======== Information ========

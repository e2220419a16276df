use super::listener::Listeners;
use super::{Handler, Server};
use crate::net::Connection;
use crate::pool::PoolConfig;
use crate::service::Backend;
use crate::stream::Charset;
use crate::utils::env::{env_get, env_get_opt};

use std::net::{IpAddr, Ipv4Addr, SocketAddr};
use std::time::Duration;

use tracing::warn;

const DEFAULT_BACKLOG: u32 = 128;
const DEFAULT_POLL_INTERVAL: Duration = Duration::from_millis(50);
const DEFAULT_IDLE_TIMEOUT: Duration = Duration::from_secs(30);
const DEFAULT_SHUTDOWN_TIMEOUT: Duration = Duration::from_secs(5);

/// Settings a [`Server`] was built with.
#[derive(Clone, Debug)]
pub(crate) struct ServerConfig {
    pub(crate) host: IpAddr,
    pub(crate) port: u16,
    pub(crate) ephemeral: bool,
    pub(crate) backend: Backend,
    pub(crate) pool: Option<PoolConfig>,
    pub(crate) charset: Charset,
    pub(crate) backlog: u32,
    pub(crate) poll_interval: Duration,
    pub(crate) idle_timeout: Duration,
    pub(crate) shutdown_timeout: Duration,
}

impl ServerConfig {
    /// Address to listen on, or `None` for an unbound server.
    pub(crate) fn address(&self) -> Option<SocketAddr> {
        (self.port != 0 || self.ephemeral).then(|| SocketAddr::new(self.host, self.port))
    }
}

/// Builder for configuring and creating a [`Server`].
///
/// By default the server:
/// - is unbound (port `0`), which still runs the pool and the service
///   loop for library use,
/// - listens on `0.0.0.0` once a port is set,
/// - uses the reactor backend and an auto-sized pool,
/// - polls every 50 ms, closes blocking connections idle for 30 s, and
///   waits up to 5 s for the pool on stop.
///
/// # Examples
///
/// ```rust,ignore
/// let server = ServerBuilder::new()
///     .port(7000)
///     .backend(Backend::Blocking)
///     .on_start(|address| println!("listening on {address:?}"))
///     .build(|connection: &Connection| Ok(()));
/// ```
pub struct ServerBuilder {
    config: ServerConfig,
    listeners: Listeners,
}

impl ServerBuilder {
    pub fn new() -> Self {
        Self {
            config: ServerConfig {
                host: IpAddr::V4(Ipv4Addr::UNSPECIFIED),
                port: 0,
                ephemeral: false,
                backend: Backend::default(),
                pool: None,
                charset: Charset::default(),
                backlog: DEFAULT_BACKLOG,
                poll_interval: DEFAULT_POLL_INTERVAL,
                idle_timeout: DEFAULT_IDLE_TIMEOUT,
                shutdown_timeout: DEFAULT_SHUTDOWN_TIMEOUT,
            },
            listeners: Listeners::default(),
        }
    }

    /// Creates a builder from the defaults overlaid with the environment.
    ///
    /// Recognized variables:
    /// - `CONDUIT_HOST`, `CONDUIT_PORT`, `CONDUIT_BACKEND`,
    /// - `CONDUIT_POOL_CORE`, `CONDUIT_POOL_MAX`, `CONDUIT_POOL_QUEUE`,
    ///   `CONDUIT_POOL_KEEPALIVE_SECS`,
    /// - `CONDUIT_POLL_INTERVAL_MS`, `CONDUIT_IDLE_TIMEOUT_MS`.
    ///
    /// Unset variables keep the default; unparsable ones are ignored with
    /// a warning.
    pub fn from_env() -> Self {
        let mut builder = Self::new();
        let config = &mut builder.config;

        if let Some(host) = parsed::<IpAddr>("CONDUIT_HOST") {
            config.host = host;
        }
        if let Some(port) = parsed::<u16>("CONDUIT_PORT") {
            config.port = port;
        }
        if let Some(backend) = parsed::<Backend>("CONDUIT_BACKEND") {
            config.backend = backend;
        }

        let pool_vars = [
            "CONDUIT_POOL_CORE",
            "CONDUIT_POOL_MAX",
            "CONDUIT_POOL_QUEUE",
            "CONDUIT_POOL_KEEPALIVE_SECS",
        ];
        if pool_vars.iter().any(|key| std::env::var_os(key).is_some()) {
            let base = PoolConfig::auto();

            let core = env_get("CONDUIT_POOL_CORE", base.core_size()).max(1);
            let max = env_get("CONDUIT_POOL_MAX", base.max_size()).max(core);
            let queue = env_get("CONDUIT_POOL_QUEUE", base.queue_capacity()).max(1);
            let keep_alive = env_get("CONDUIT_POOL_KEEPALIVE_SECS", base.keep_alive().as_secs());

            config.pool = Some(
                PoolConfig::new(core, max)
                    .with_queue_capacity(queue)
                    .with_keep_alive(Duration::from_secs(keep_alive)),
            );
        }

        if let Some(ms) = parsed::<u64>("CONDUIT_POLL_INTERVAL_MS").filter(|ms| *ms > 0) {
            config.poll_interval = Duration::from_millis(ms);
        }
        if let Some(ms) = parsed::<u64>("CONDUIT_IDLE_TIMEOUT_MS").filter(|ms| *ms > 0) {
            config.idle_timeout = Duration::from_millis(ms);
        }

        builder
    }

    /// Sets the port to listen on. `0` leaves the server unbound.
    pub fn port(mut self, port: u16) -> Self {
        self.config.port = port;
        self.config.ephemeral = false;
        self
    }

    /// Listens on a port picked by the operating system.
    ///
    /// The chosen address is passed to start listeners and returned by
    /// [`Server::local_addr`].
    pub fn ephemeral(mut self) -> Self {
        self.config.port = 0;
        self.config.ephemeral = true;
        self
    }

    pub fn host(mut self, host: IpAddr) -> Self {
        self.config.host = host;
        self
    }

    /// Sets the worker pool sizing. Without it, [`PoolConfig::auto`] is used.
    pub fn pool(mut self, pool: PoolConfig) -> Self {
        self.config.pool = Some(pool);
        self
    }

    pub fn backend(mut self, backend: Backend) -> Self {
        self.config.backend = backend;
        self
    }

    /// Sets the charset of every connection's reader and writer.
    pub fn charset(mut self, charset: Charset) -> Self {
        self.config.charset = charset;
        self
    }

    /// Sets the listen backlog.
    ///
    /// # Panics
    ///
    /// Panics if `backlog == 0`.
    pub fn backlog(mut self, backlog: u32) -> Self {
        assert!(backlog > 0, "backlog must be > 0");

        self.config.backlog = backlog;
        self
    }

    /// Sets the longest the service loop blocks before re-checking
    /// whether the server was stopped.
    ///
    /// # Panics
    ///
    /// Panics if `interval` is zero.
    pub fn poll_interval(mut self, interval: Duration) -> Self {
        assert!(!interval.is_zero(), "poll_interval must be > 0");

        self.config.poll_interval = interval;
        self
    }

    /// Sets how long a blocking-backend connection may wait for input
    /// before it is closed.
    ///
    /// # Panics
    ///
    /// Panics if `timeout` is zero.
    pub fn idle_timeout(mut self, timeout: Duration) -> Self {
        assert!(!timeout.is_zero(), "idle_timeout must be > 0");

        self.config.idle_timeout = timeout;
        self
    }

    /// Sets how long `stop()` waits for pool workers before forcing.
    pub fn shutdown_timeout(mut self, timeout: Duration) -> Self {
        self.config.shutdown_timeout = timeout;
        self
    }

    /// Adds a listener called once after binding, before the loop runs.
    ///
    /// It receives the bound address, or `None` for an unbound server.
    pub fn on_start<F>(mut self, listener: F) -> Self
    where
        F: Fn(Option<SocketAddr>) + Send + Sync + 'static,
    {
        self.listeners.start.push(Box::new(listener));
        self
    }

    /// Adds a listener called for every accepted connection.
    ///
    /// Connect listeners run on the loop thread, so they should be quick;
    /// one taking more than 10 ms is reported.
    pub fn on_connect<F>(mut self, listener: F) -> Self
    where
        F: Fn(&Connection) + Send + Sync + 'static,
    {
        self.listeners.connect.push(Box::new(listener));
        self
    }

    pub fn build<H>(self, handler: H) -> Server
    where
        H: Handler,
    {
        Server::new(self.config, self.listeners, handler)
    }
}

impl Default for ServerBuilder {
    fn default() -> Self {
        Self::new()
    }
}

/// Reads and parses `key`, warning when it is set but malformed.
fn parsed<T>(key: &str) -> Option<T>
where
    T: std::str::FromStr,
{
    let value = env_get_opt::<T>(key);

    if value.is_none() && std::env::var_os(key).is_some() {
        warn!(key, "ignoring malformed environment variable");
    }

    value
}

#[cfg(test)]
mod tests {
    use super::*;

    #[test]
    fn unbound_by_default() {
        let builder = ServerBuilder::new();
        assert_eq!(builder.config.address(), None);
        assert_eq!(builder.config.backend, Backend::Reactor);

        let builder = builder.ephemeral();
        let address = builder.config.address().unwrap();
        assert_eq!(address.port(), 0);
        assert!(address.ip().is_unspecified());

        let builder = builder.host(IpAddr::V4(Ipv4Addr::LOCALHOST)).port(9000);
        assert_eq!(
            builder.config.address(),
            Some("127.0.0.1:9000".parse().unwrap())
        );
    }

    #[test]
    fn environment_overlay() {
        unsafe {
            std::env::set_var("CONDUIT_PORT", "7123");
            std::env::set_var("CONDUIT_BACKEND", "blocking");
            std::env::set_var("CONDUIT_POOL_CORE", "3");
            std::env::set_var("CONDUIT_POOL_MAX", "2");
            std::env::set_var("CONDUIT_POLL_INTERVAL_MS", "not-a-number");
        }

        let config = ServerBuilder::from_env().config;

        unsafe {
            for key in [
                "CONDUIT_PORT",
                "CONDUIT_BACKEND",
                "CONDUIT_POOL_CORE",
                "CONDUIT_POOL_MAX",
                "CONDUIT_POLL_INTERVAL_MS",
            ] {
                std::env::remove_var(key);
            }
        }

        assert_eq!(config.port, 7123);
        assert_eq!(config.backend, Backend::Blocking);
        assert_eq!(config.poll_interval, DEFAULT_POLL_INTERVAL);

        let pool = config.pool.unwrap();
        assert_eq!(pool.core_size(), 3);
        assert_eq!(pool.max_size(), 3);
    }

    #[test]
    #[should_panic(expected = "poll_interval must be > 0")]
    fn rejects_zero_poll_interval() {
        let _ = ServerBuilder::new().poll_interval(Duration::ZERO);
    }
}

========

• _Prompt_
Pick each line holding the word "Sync" out of the data and copy it.

• _Exercise result_
        F: Fn(Option<SocketAddr>) + Send + Sync + 'static,
        F: Fn(&Connection) + Send + Sync + 'static,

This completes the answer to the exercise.